If so does it do the job well than conventional method of drying?

Just looking at alternative ways of drying the car:thumb:


----------



## MidlandsCarCare (Feb 18, 2006)

Come and have a go with my pet dryer - works a treat


----------



## Shinyvec (Feb 12, 2010)

I have a pet dryer to and you get a cracking blow job from it, if you know what I mean


----------



## CraigQQ (Jan 20, 2011)

another pet dryer user here..


----------



## s.bailey (Mar 2, 2012)

Have some of that!! :thumb:


----------



## Shinyvec (Feb 12, 2010)

s.bailey said:


> Have some of that!! :thumb:


My dog would run a mile from that due the the noise alone and then the power of them would blow that dog off the table


----------



## s.bailey (Mar 2, 2012)

Shinyvec said:


> My dog would run a mile from that due the the noise alone and then the power of them would blow that dog off the table


:thumb: was thinking the same, overkill, you could dry that dog with a sneeze!! :lol:


----------



## CraigQQ (Jan 20, 2011)

look closely, hes leashed to the top part of the table..

on full power it would look like a bad game of swingball!!


----------



## s.bailey (Mar 2, 2012)

CraigQQ said:


> look closely, hes leashed to the top part of the table..
> 
> on full power it would look like a bad game of swingball!!


:lol::lol::lol::lol::lol::lol::lol::lol::lol::lol::lol::lol::lol::lol::lol::lol::lol::lol::lol::lol::lol::lol::lol::lol::lol::lol::lol::lol::lol::lol::lol::lol::lol::lol::lol::lol::lol::lol:


----------



## steve from wath (Dec 12, 2008)

ive recently got one of these
blows warm and cold and the strength of air force is adjustable
they are very very good at getting a car dry and those grilles,shuts,wheel nuts etc etc


----------



## GeRoY (Dec 29, 2010)

I'm using this one. It is very strong and versatile at drying.

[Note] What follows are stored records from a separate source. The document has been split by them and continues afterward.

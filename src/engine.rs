//! Orchestration state machine
//!
//! Drives one run through an explicit finite-state machine:
//!
//! ```text
//! Plan → Execute → Analyze → { Execute (retry) | Done }
//! ```
//!
//! `Plan` runs once and seeds the task list. `Execute` consumes the first
//! pending task through the scope-gated executor. `Analyze` may extend the
//! task list from the newest result. The retry branch re-enters `Execute`
//! while the last result is a failure and the global retry budget remains;
//! any other outcome terminates the run. All task-level failures are
//! captured as data on the run state; nothing escapes the engine as an
//! error except a report that cannot be persisted.

use std::time::Duration;

use chrono::Utc;
use dragnet_report::{
    ExecStatus, ExecutionRecord, FaultKind, ReportError, ReportPaths, ReportWriter,
};
use dragnet_runner::{NativeRunner, ProcessRunner, RunnerError};
use dragnet_scope::within_scope;

use crate::analyzer::analyze;
use crate::config::Config;
use crate::intent::{IntentClassifier, KeywordClassifier};
use crate::planner::plan;
use crate::types::{RunState, Task, TaskStatus};

/// States of the run state machine.
#[derive(Debug, Clone, Copy, PartialEq, Eq)]
enum RunPhase {
    Plan,
    Execute,
    Analyze,
    Done,
}

/// Outcome of the retry branch after each execute/analyze cycle.
#[derive(Debug, Clone, Copy, PartialEq, Eq)]
pub enum Decision {
    /// Re-enter `Execute` with the next pending task (or a no-op pass)
    Retry,
    /// Terminate the run
    Done,
}

/// Sequences planner, executor, analyzer and retry policy over a run's
/// exclusively-owned [`RunState`].
pub struct Orchestrator<'a> {
    config: &'a Config,
    runner: &'a dyn ProcessRunner,
    classifier: &'a dyn IntentClassifier,
}

impl<'a> Orchestrator<'a> {
    #[must_use]
    pub fn new(config: &'a Config, runner: &'a dyn ProcessRunner) -> Self {
        Self {
            config,
            runner,
            classifier: &KeywordClassifier,
        }
    }

    /// Replace the default keyword classifier.
    #[must_use]
    pub fn with_classifier(mut self, classifier: &'a dyn IntentClassifier) -> Self {
        self.classifier = classifier;
        self
    }

    /// Drive a run to completion and return the final state.
    ///
    /// Never fails: every task-level fault is folded into the state. The
    /// run terminates because the retry budget is finite and, as a
    /// backstop, total executions are capped at `config.max_executions`.
    #[must_use]
    pub fn run(&self, instruction: &str, scope: Vec<String>) -> RunState {
        let mut state = RunState::new(scope, self.config.max_retries);
        let mut phase = RunPhase::Plan;

        loop {
            phase = match phase {
                RunPhase::Plan => {
                    state.task_list = plan(instruction, &state.scope, self.config, self.classifier);
                    tracing::info!(tasks = state.task_list.len(), "Planned initial task list");
                    RunPhase::Execute
                }
                RunPhase::Execute => {
                    self.execute_step(&mut state);
                    RunPhase::Analyze
                }
                RunPhase::Analyze => {
                    analyze(&mut state, self.config);
                    match self.decide(&mut state) {
                        Decision::Retry => RunPhase::Execute,
                        Decision::Done => RunPhase::Done,
                    }
                }
                RunPhase::Done => {
                    state.completed_at = Some(Utc::now());
                    tracing::info!(
                        executed = state.executed.len(),
                        violations = state.scope_violations.len(),
                        "Run complete"
                    );
                    break;
                }
            };
        }

        state
    }

    /// Execute the current task, if any.
    ///
    /// The executed task is consumed: its result is appended to the
    /// history, violations are mirrored into the violation list, and the
    /// task list is reduced to the remaining pending tasks. With no pending
    /// task this is a no-op pass.
    fn execute_step(&self, state: &mut RunState) {
        let Some(index) = state.task_list.iter().position(Task::is_pending) else {
            return;
        };

        let record = self.execute(&state.task_list[index], &state.scope);

        state.task_list[index].status = match record.status {
            ExecStatus::Success => TaskStatus::Success,
            ExecStatus::Failed => TaskStatus::Failed,
        };
        if record.is_scope_violation()
            && let Some(error) = &record.error
        {
            state.scope_violations.push(error.clone());
        }
        state.executed.push(record);
        state.task_list.retain(Task::is_pending);
    }

    /// Execute one task under scope enforcement.
    ///
    /// An out-of-scope target is rejected before any process is spawned.
    /// In-scope commands run with the configured timeout; every outcome
    /// (success, failure exit, timeout, spawn fault) becomes an immutable
    /// record, timestamped at completion.
    #[must_use]
    pub fn execute(&self, task: &Task, scope: &[String]) -> ExecutionRecord {
        let command_line = task.command_line();

        if !within_scope(&task.target, scope) {
            let violation = format!("Out-of-scope command attempted: {command_line}");
            tracing::warn!(scan_target = %task.target, "Scope guard blocked task");
            return self.record(task, ExecStatus::Failed, None, Some(violation))
                .with_fault(FaultKind::ScopeViolation);
        }

        tracing::info!(tool = task.tool.program(), command = %command_line, "Executing task");
        let timeout = Duration::from_secs(self.config.tool_timeout_secs);

        match self.runner.run(&task.command, timeout) {
            Ok(output) if output.success() => {
                self.record(task, ExecStatus::Success, Some(output.stdout_string()), None)
            }
            Ok(output) => self
                .record(
                    task,
                    ExecStatus::Failed,
                    Some(output.stdout_string()),
                    Some(output.stderr_string()),
                )
                .with_fault(FaultKind::ToolFailure),
            Err(err @ RunnerError::Timeout { .. }) => self
                .record(task, ExecStatus::Failed, None, Some(err.to_string()))
                .with_fault(FaultKind::Timeout),
            Err(err) => self
                .record(task, ExecStatus::Failed, None, Some(err.to_string()))
                .with_fault(FaultKind::InvocationFault),
        }
    }

    fn record(
        &self,
        task: &Task,
        status: ExecStatus,
        output: Option<String>,
        error: Option<String>,
    ) -> ExecutionRecord {
        ExecutionRecord {
            tool: task.tool.program().to_string(),
            command: task.command_line(),
            status,
            output,
            error,
            fault: None,
            timestamp: Utc::now(),
        }
    }

    /// Retry policy: resume execution while the last result is a failure
    /// and the global budget remains; otherwise terminate.
    ///
    /// The budget is shared across the whole run: three failures anywhere
    /// exhaust it, whichever tasks they came from. A successful last result
    /// terminates the run even if pending tasks remain.
    pub fn decide(&self, state: &mut RunState) -> Decision {
        if state.executed.len() >= self.config.max_executions {
            tracing::warn!(
                executions = state.executed.len(),
                "Execution ceiling reached, terminating run"
            );
            return Decision::Done;
        }

        let Some(last) = state.executed.last() else {
            return Decision::Done;
        };

        if last.status == ExecStatus::Failed && state.retries < state.max_retries {
            state.retries += 1;
            match state.current_task() {
                Some(task) => tracing::info!(
                    attempt = state.retries,
                    command = %task.command_line(),
                    "Retrying task"
                ),
                None => tracing::info!(attempt = state.retries, "Retrying with no pending task"),
            }
            return Decision::Retry;
        }

        Decision::Done
    }
}

/// Final state plus the persisted report locations for one run.
#[derive(Debug)]
pub struct ScanOutcome {
    pub state: RunState,
    pub reports: ReportPaths,
}

/// Run a complete scan: plan, execute under scope enforcement, analyze,
/// retry, then persist both audit reports.
///
/// Synchronous; blocks until the run terminates. The returned error is the
/// single run-level fault class: the audit reports could not be written.
pub fn run_scan(
    instruction: &str,
    scope: Vec<String>,
    config: &Config,
) -> Result<ScanOutcome, ReportError> {
    let runner = NativeRunner::new();
    let state = Orchestrator::new(config, &runner).run(instruction, scope);

    let writer = ReportWriter::new(config.report_dir.clone());
    let reports = writer.write(&state.to_report())?;

    Ok(ScanOutcome { state, reports })
}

Im drying my car without touching it 

http://www.skileurope.com/catalogue/lng/GE/CATEGORY1062/F0158600AA


----------



## Shinyvec (Feb 12, 2010)

This is the same as mine and very powerfull to
http://www.ebay.co.uk/itm/AEOLUS-TD...8?pt=UK_Pet_Supplies_Dogs&hash=item53ec367e2c


----------



## WD Pro (Feb 7, 2006)

What about compressed air ?

WD


----------



## CraigQQ (Jan 20, 2011)

well the dryer blows warm air and is a bit more portable than a compressor but yes compressed air works also


----------



## mistryn (May 17, 2007)

Thanks guys for the advice, sorry havent replied as currently suffering from manflu


----------



## DetailedClean (Jan 31, 2012)

Leaf blower to dry your car.... Thats a JUNKMAN special there! 

Works perfectly well!


----------



## Junkman2008 (May 8, 2009)

CraigQQ said:


> well the dryer blows warm air and is a bit more portable than a compressor but yes compressed air works also


Compressed air is not good for a few reasons. The main reason is that the crap that forms at the bottom of the air tank can end up being thrown at your car. Most folks do not maintain their tanks and air lines to avoid this. Two, the nozzle of a compressed air fitting is usually very narrow. This means that it will take longer to dry the car as you don't cover the area volume that you do with something like the pet dryer mentioned earlier in this thread. Also, that very narrow stream of air can peel decals over time (for you guys with rally stripes or stripes in general).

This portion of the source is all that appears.